Wednesday, May 09, 2018


I've been looking into fasting. A friend has been experimenting with it and I've been talking to him about how he does it and what it means to him. He is doing it for health reasons, but I see some spiritual potential.

I had a friend who did the master cleanse and reported good results. It always freaked me out a bit and I was very scared to contemplate the possibilities. Quite impressive.

One Chan perspective is that the Buddha became enlightened after he quit fasting as an approach. Neither running toward or running from pleasure is the path, the middle way is to run in neither direction.

The Chan fellow's name is Rev. Heng Sure and he reports an unsuccessful 18 day fast. He also has a cool blog that has some good photography.

That brings up the question, do we follow what the Buddha did after he became enlightened, from our unenlightened perspective, or do we do the same things he did on the path to enlightenment.

Another aspect is the Dhutangas a set of monastic guidelines that involve not eating after noon, daily fasting. I'm thinking about trying not to eat between solar noon (12:52p) to sunrise (544a) tomorrow. I'll report in if I follow through.

Bhante Dhammika has an interesting blog as well, and he has a post on fasting.

listened to a talk by people who walked out of their home without money, food or a phone for 2 days. The three people discuss their different experiences of going forth. They begged and got to eat. The copper moved them along, begging being illegal in Birmingham. They slept on cement one night and then in the park the second night. It seemed like a cool friendship activity, they learned who were the best beggars and confronted many fears.

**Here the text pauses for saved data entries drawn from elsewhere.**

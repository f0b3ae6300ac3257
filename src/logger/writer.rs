//! Log writer module
//!
//! Thread-safe log writing to files or stdout/stderr. One writer is built at
//! startup and handed to the [`Logger`](super::Logger); there is no global.

use std::fs::{File, OpenOptions};
use std::io::{self, Write};
use std::path::Path;
use std::sync::Mutex;

#[cfg(test)]
use std::sync::Arc;

/// Log output target
enum LogTarget {
    /// Write to stdout
    Stdout,
    /// Write to stderr
    Stderr,
    /// Write to file
    File(Mutex<File>),
    /// Collect lines in memory (tests)
    #[cfg(test)]
    Memory(Arc<Mutex<Vec<String>>>),
}

/// Thread-safe log writer
pub struct LogWriter {
    /// Access log target
    access: LogTarget,
    /// Error log target
    error: LogTarget,
}

impl LogWriter {
    /// Create a new log writer with optional file paths
    pub fn new(access_log_file: Option<&str>, error_log_file: Option<&str>) -> io::Result<Self> {
        let access = match access_log_file {
            Some(path) => LogTarget::File(Mutex::new(open_log_file(path)?)),
            None => LogTarget::Stdout,
        };

        let error = match error_log_file {
            Some(path) => LogTarget::File(Mutex::new(open_log_file(path)?)),
            None => LogTarget::Stderr,
        };

        Ok(Self { access, error })
    }

    /// Writer whose access and error lines land in the returned buffers
    #[cfg(test)]
    pub fn in_memory() -> (Self, Arc<Mutex<Vec<String>>>, Arc<Mutex<Vec<String>>>) {
        let access = Arc::new(Mutex::new(Vec::new()));
        let error = Arc::new(Mutex::new(Vec::new()));
        let writer = Self {
            access: LogTarget::Memory(Arc::clone(&access)),
            error: LogTarget::Memory(Arc::clone(&error)),
        };
        (writer, access, error)
    }

    /// Write to access log
    pub fn write_access(&self, message: &str) {
        write_to_target(&self.access, message);
    }

    /// Write to error log
    pub fn write_error(&self, message: &str) {
        write_to_target(&self.error, message);
    }
}

/// Open or create a log file for appending
fn open_log_file(path: &str) -> io::Result<File> {
    // Create parent directories if they don't exist
    if let Some(parent) = Path::new(path).parent() {
        if !parent.as_os_str().is_empty() {
            std::fs::create_dir_all(parent)?;
        }
    }

    OpenOptions::new().create(true).append(true).open(path)
}

/// Write message to log target
fn write_to_target(target: &LogTarget, message: &str) {
    match target {
        LogTarget::Stdout => {
            let mut out = io::stdout().lock();
            let _ = writeln!(out, "{message}");
        }
        LogTarget::Stderr => {
            let mut err = io::stderr().lock();
            let _ = writeln!(err, "{message}");
        }
        LogTarget::File(file) => {
            if let Ok(mut f) = file.lock() {
                let _ = writeln!(f, "{message}");
            }
        }
        #[cfg(test)]
        LogTarget::Memory(lines) => {
            if let Ok(mut lines) = lines.lock() {
                lines.push(message.to_string());
            }
        }
    }
}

For me the thought is that like running a marathon or challenging fears by bungee jumping or skydiving, you test your limits and build the confidence needed to push hard for the spiritual life.

In the end, I think veganism is a kind of fasting from the flesh and products of animals, that eliminates many options that the society in the USA like. Not eating after solar noon would also be a perhaps the second best practice. And fasting could also be a confidence-building and healthy thing to do, in the conventional sense where you fast for days without eating.

1 comment:

Stephen Bell said...

Fasting solar noon to sunrise 5/10/18-5/14/18

Day 1 seemed easy until my son handed me a container of food, and then the kitchen was a calling me. The struggle is inside but I began to see the wisdom Cliff said of having nothing in the house to tempt you. It’s harder also because I slept through my second meal, taking a nap because I don’t have coffee. I went to bed at night, and I forgot to move my snacking peanuts. Moved them quickly to the kitchen.

Day 2: I woke up in the night. Not sure if it was an energy surge or what that I’ve been sleeping too much but I wasn’t hungry. My sunrise alarm went off and I slept on. I found it hard to wake up but I got up and I wasn’t feeling hungry. I thought about just keeping fasting but then I thought no, I want to do the Buddhist fasting so I need to eat when I can. The food wasn’t as amazing as I thought it would be. So far I’m getting a paradoxical reaction.

And then it wasn’t paradoxical. I felt more hunger the second night and when my sons came over with some treats I ended up eating. Blew a night, now I’m one for two.

Day 3: I decided to just climb back up on the wagon. I was successful in not eating.

Day 4: I had 2 bagels before solar noon and that just wasn’t enough, so I fixed a yummy kidney bean, spinach and aubergine curry with rice.

Day 5: Couldn’t do it. I had a bowl of cereal and a small bowl of curry. I was hungry by 3pm. I’ve decided this way of fasting leads to organizational contortions, eating 2 big meals in the morning and afternoon. If you don’t it’s hard to do, and in my head, eating healthy vegan fare is a better route. I give up. Now I’m going to try fasting for 2 days at some point.